**Goal of the exercise:** Return each line of the listing in which the word "struct" appears.

━━━━━━━━━━━━━━━━

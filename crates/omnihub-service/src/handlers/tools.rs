//! Tool handlers. Every charged call goes through the gate.

use std::sync::Arc;

use axum::extract::{Path, State};
use axum::Json;
use serde::{Deserialize, Serialize};

use omnihub_core::ToolKind;
use omnihub_tools::{sanitize_msisdn, Channel, InboxReport, OtpReport};

use crate::auth::AuthUser;
use crate::error::ApiError;
use crate::gate::{run_charged, ToolReceipt};
use crate::state::AppState;

/// A charged tool call response: the adapter's payload plus accounting.
#[derive(Debug, Serialize)]
pub struct ToolCallResponse<T: Serialize> {
    /// The adapter's normalized result.
    #[serde(flatten)]
    pub result: T,
    /// Credits deducted for this call.
    pub credits_used: i64,
    /// Balance after the deduction.
    pub balance: i64,
}

impl<T: Serialize> From<ToolReceipt<T>> for ToolCallResponse<T> {
    fn from(receipt: ToolReceipt<T>) -> Self {
        Self {
            result: receipt.outcome,
            credits_used: receipt.credits_used,
            balance: receipt.balance,
        }
    }
}

// ============================================================================
// Phone lookups
// ============================================================================

/// Phone lookup request.
#[derive(Debug, Deserialize)]
pub struct PhoneLookupRequest {
    /// Phone number in any human format.
    pub phone: String,
}

/// Look up a phone number in the database backend.
pub async fn phone_lookup(
    State(state): State<Arc<AppState>>,
    auth: AuthUser,
    Json(body): Json<PhoneLookupRequest>,
) -> Result<Json<ToolCallResponse<omnihub_tools::PhoneLookupReport>>, ApiError> {
    let detail = sanitize_msisdn(&body.phone);
    let receipt = run_charged(
        &state,
        auth.user_id,
        ToolKind::PhoneLookup,
        detail,
        state.tools.phone.lookup(&body.phone),
    )
    .await?;

    Ok(Json(receipt.into()))
}

/// Look up the names registered for a number via Eyecon.
pub async fn eyecon_lookup(
    State(state): State<Arc<AppState>>,
    auth: AuthUser,
    Json(body): Json<PhoneLookupRequest>,
) -> Result<Json<ToolCallResponse<omnihub_tools::EyeconReport>>, ApiError> {
    let detail = sanitize_msisdn(&body.phone);
    let receipt = run_charged(
        &state,
        auth.user_id,
        ToolKind::EyeconLookup,
        detail,
        state.tools.eyecon.lookup(&body.phone),
    )
    .await?;

    Ok(Json(receipt.into()))
}

// ============================================================================
// Temp email
// ============================================================================

/// Temp email request. Generating costs credits; checking an inbox is free.
#[derive(Debug, Deserialize)]
pub struct TempEmailRequest {
    /// "generate" (default) or "check".
    #[serde(default = "default_tempmail_action")]
    pub action: String,
    /// The mailbox to check (required for "check").
    pub email: Option<String>,
}

fn default_tempmail_action() -> String {
    "generate".into()
}

/// Free inbox-check response.
#[derive(Debug, Serialize)]
pub struct InboxResponse {
    /// The inbox contents.
    #[serde(flatten)]
    pub inbox: InboxReport,
    /// Checking is free.
    pub credits_used: i64,
}

/// Temp email response: either a charged generation or a free inbox check.
#[derive(Debug, Serialize)]
#[serde(untagged)]
pub enum TempEmailResponse {
    /// A freshly generated mailbox.
    Generated(ToolCallResponse<omnihub_tools::MailboxReport>),
    /// The inbox contents.
    Checked(InboxResponse),
}

/// Generate a temp mailbox or check an existing one.
pub async fn temp_email(
    State(state): State<Arc<AppState>>,
    auth: AuthUser,
    Json(body): Json<TempEmailRequest>,
) -> Result<Json<TempEmailResponse>, ApiError> {
    match body.action.as_str() {
        "generate" => {
            let receipt = run_charged(
                &state,
                auth.user_id,
                ToolKind::TempEmail,
                "generated",
                async { Ok(state.tools.tempmail.generate().await) },
            )
            .await?;
            Ok(Json(TempEmailResponse::Generated(receipt.into())))
        }
        "check" => {
            let email = body
                .email
                .ok_or_else(|| ApiError::BadRequest("email is required for check".into()))?;
            let inbox = state.tools.tempmail.check_inbox(&email).await?;
            Ok(Json(TempEmailResponse::Checked(InboxResponse {
                inbox,
                credits_used: 0,
            })))
        }
        other => Err(ApiError::BadRequest(format!("Invalid action: {other}"))),
    }
}

// ============================================================================
// Video download
// ============================================================================

/// Video download request.
#[derive(Debug, Deserialize)]
pub struct YoutubeRequest {
    /// A youtube.com or youtu.be watch URL.
    pub url: String,
}

/// Fetch metadata and download links for a video.
pub async fn youtube_download(
    State(state): State<Arc<AppState>>,
    auth: AuthUser,
    Json(body): Json<YoutubeRequest>,
) -> Result<Json<ToolCallResponse<omnihub_tools::VideoReport>>, ApiError> {
    let detail = omnihub_tools::video::extract_video_id(&body.url).unwrap_or_default();
    let receipt = run_charged(
        &state,
        auth.user_id,
        ToolKind::YoutubeDownload,
        detail,
        state.tools.youtube.fetch(&body.url),
    )
    .await?;

    Ok(Json(receipt.into()))
}

// ============================================================================
// Image enhancement
// ============================================================================

/// Image enhancement request.
#[derive(Debug, Deserialize)]
pub struct ImageEnhanceRequest {
    /// URL of the image to enhance.
    pub image_url: String,
}

/// Enhance an image.
pub async fn image_enhance(
    State(state): State<Arc<AppState>>,
    auth: AuthUser,
    Json(body): Json<ImageEnhanceRequest>,
) -> Result<Json<ToolCallResponse<omnihub_tools::EnhanceReport>>, ApiError> {
    let receipt = run_charged(
        &state,
        auth.user_id,
        ToolKind::ImageEnhance,
        body.image_url.clone(),
        async { state.tools.enhance.enhance(&body.image_url) },
    )
    .await?;

    Ok(Json(receipt.into()))
}

// ============================================================================
// Live TV
// ============================================================================

/// Channel catalog response.
#[derive(Debug, Serialize)]
pub struct ChannelsResponse {
    /// The channels.
    pub channels: Vec<Channel>,
    /// Number of channels returned.
    pub total: usize,
    /// Category filter, if one was applied.
    #[serde(skip_serializing_if = "Option::is_none")]
    pub category: Option<String>,
}

/// List all channels. Browsing the catalog is free.
pub async fn tv_channels(
    State(state): State<Arc<AppState>>,
    _auth: AuthUser,
) -> Result<Json<ChannelsResponse>, ApiError> {
    let channels: Vec<Channel> = state.tools.livetv.channels().to_vec();
    Ok(Json(ChannelsResponse {
        total: channels.len(),
        channels,
        category: None,
    }))
}

/// List channels in one category. Free.
pub async fn tv_channels_by_category(
    State(state): State<Arc<AppState>>,
    _auth: AuthUser,
    Path(category): Path<String>,
) -> Result<Json<ChannelsResponse>, ApiError> {
    let channels: Vec<Channel> = state
        .tools
        .livetv
        .channels_by_category(&category)
        .into_iter()
        .cloned()
        .collect();

    Ok(Json(ChannelsResponse {
        total: channels.len(),
        channels,
        category: Some(category),
    }))
}

/// Resolve a playable stream for a channel. This is the charged operation.
pub async fn tv_stream(
    State(state): State<Arc<AppState>>,
    auth: AuthUser,
    Path(channel_id): Path<String>,
) -> Result<Json<ToolCallResponse<omnihub_tools::StreamReport>>, ApiError> {
    let receipt = run_charged(
        &state,
        auth.user_id,
        ToolKind::LiveTv,
        channel_id.clone(),
        async { state.tools.livetv.resolve_stream(&channel_id) },
    )
    .await?;

    Ok(Json(receipt.into()))
}

// ============================================================================
// Tamasha OTP
// ============================================================================

/// OTP request. Sending costs credits; verification is free.
#[derive(Debug, Deserialize)]
pub struct TamashaOtpRequest {
    /// Destination phone number.
    pub phone: String,
    /// "send" (default) or "verify".
    #[serde(default = "default_otp_action")]
    pub action: String,
    /// The code to verify (required for "verify").
    pub otp: Option<String>,
}

fn default_otp_action() -> String {
    "send".into()
}

/// Free OTP verification response.
#[derive(Debug, Serialize)]
pub struct OtpVerifyResponse {
    /// The verification result.
    #[serde(flatten)]
    pub report: OtpReport,
    /// Verification is free.
    pub credits_used: i64,
}

/// OTP response: either a charged send or a free verification.
#[derive(Debug, Serialize)]
#[serde(untagged)]
pub enum TamashaOtpResponse {
    /// OTP was sent (charged).
    Sent(ToolCallResponse<OtpReport>),
    /// OTP was verified (free).
    Verified(OtpVerifyResponse),
}

/// Send or verify a Tamasha OTP.
pub async fn tamasha_otp(
    State(state): State<Arc<AppState>>,
    auth: AuthUser,
    Json(body): Json<TamashaOtpRequest>,
) -> Result<Json<TamashaOtpResponse>, ApiError> {
    match body.action.as_str() {
        "send" => {
            let detail = format!("send:{}", sanitize_msisdn(&body.phone));
            let receipt = run_charged(&state, auth.user_id, ToolKind::TamashaOtp, detail, async {
                state.tools.otp.send(&body.phone)
            })
            .await?;
            Ok(Json(TamashaOtpResponse::Sent(receipt.into())))
        }
        "verify" => {
            let otp = body
                .otp
                .ok_or_else(|| ApiError::BadRequest("otp is required for verify".into()))?;
            let report = state.tools.otp.verify(&body.phone, &otp)?;
            Ok(Json(TamashaOtpResponse::Verified(OtpVerifyResponse {
                report,
                credits_used: 0,
            })))
        }
        other => Err(ApiError::BadRequest(format!("Invalid action: {other}"))),
    }
}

━━━━━━━━━━━━━━━━

**Output for this exercise:**
pub struct ToolCallResponse<T: Serialize> {
pub struct PhoneLookupRequest {
pub struct TempEmailRequest {
pub struct InboxResponse {
pub struct YoutubeRequest {
pub struct ImageEnhanceRequest {
pub struct ChannelsResponse {
pub struct TamashaOtpRequest {
pub struct OtpVerifyResponse {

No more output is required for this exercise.